What to work on: Below are the records; copy every line in them that holds the string "JobRecord".

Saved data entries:
──────────────────────────────
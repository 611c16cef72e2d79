// Copyright (c) 2024-2025 GraphSchema Contributors
// SPDX-License-Identifier: Apache-2.0
//
//! Backfill job bookkeeping

use chrono::{DateTime, Utc};
use parking_lot::{Condvar, Mutex};
use std::collections::HashMap;
use std::time::{Duration, Instant};

use crate::types::SchemaId;

#[derive(Debug, Clone, PartialEq, Eq)]
pub enum JobState {
    Pending,
    Running,
    Completed { elements: u64 },
    Failed { reason: String },
}

impl JobState {
    pub fn is_terminal(&self) -> bool {
        matches!(self, JobState::Completed { .. } | JobState::Failed { .. })
    }
}

/// Latest known job of one index
#[derive(Debug, Clone, PartialEq)]
pub struct JobRecord {
    pub index: SchemaId,
    /// Index generation the job was scheduled for
    pub generation: u64,
    pub state: JobState,
    pub updated_at: DateTime<Utc>,
}

/// Tracks the most recent backfill of every index
#[derive(Debug, Default)]
pub struct JobTracker {
    records: Mutex<HashMap<SchemaId, JobRecord>>,
    changed: Condvar,
}

impl JobTracker {
    pub fn new() -> Self {
        Self::default()
    }

    /// Records a state change; updates from an older generation are dropped
    pub fn record(&self, index: SchemaId, generation: u64, state: JobState) {
        let mut records = self.records.lock();
        if let Some(existing) = records.get(&index) {
            if existing.generation > generation {
                return;
            }
        }
        records.insert(
            index,
            JobRecord {
                index,
                generation,
                state,
                updated_at: Utc::now(),
            },
        );
        self.changed.notify_all();
    }

    pub fn get(&self, index: SchemaId) -> Option<JobRecord> {
        self.records.lock().get(&index).cloned()
    }

    /// True once the backfill for exactly this generation has completed
    pub fn is_completed(&self, index: SchemaId, generation: u64) -> bool {
        self.records.lock().get(&index).map_or(false, |record| {
            record.generation == generation && matches!(record.state, JobState::Completed { .. })
        })
    }

    /// True when no job for `generation` is pending, running or done
    pub fn needs_redrive(&self, index: SchemaId, generation: u64) -> bool {
        match self.records.lock().get(&index) {
            None => true,
            Some(record) => {
                record.generation < generation || matches!(record.state, JobState::Failed { .. })
            }
        }
    }

    pub fn forget(&self, index: SchemaId) {
        self.records.lock().remove(&index);
        self.changed.notify_all();
    }

    /// Blocks until the job of `index` reaches a terminal state or `timeout`
    /// elapses; returns the last known record either way
    pub fn wait_for(&self, index: SchemaId, timeout: Duration) -> Option<JobRecord> {
        let deadline = Instant::now() + timeout;
        let mut records = self.records.lock();
        loop {
            if let Some(record) = records.get(&index) {
                if record.state.is_terminal() {
                    return Some(record.clone());
                }
            }
            if self.changed.wait_until(&mut records, deadline).timed_out() {
                return records.get(&index).cloned();
            }
        }
    }
}

#[cfg(test)]
mod tests {
    use super::*;
    use std::sync::Arc;
    use std::thread;

    #[test]
    fn test_stale_generation_is_ignored() {
        let tracker = JobTracker::new();
        let id = SchemaId::new(7);
        tracker.record(id, 2, JobState::Pending);
        tracker.record(id, 1, JobState::Completed { elements: 10 });

        let record = tracker.get(id).unwrap();
        assert_eq!(record.generation, 2);
        assert_eq!(record.state, JobState::Pending);
        assert!(!tracker.is_completed(id, 1));
        assert!(!tracker.is_completed(id, 2));
    }

    #[test]
    fn test_needs_redrive() {
        let tracker = JobTracker::new();
        let id = SchemaId::new(3);
        assert!(tracker.needs_redrive(id, 1));

        tracker.record(id, 1, JobState::Running);
        assert!(!tracker.needs_redrive(id, 1));
        assert!(tracker.needs_redrive(id, 2));

        tracker.record(
            id,
            1,
            JobState::Failed {
                reason: "disk full".to_string(),
            },
        );
        assert!(tracker.needs_redrive(id, 1));
    }

    #[test]
    fn test_wait_for_wakes_on_completion() {
        let tracker = Arc::new(JobTracker::new());
        let id = SchemaId::new(1);
        tracker.record(id, 1, JobState::Pending);

        let worker = {
            let tracker = Arc::clone(&tracker);
            thread::spawn(move || {
                thread::sleep(Duration::from_millis(20));
                tracker.record(id, 1, JobState::Completed { elements: 4 });
            })
        };

        let record = tracker.wait_for(id, Duration::from_secs(5)).unwrap();
        assert_eq!(record.state, JobState::Completed { elements: 4 });
        worker.join().unwrap();
    }

    #[test]
    fn test_wait_for_times_out() {
        let tracker = JobTracker::new();
        let id = SchemaId::new(1);
        tracker.record(id, 1, JobState::Running);
        let record = tracker.wait_for(id, Duration::from_millis(10)).unwrap();
        assert_eq!(record.state, JobState::Running);
    }
}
──────────────────────────────
Result of the task:
pub struct JobRecord {
    records: Mutex<HashMap<SchemaId, JobRecord>>,
            JobRecord {
    pub fn get(&self, index: SchemaId) -> Option<JobRecord> {
    pub fn wait_for(&self, index: SchemaId, timeout: Duration) -> Option<JobRecord> {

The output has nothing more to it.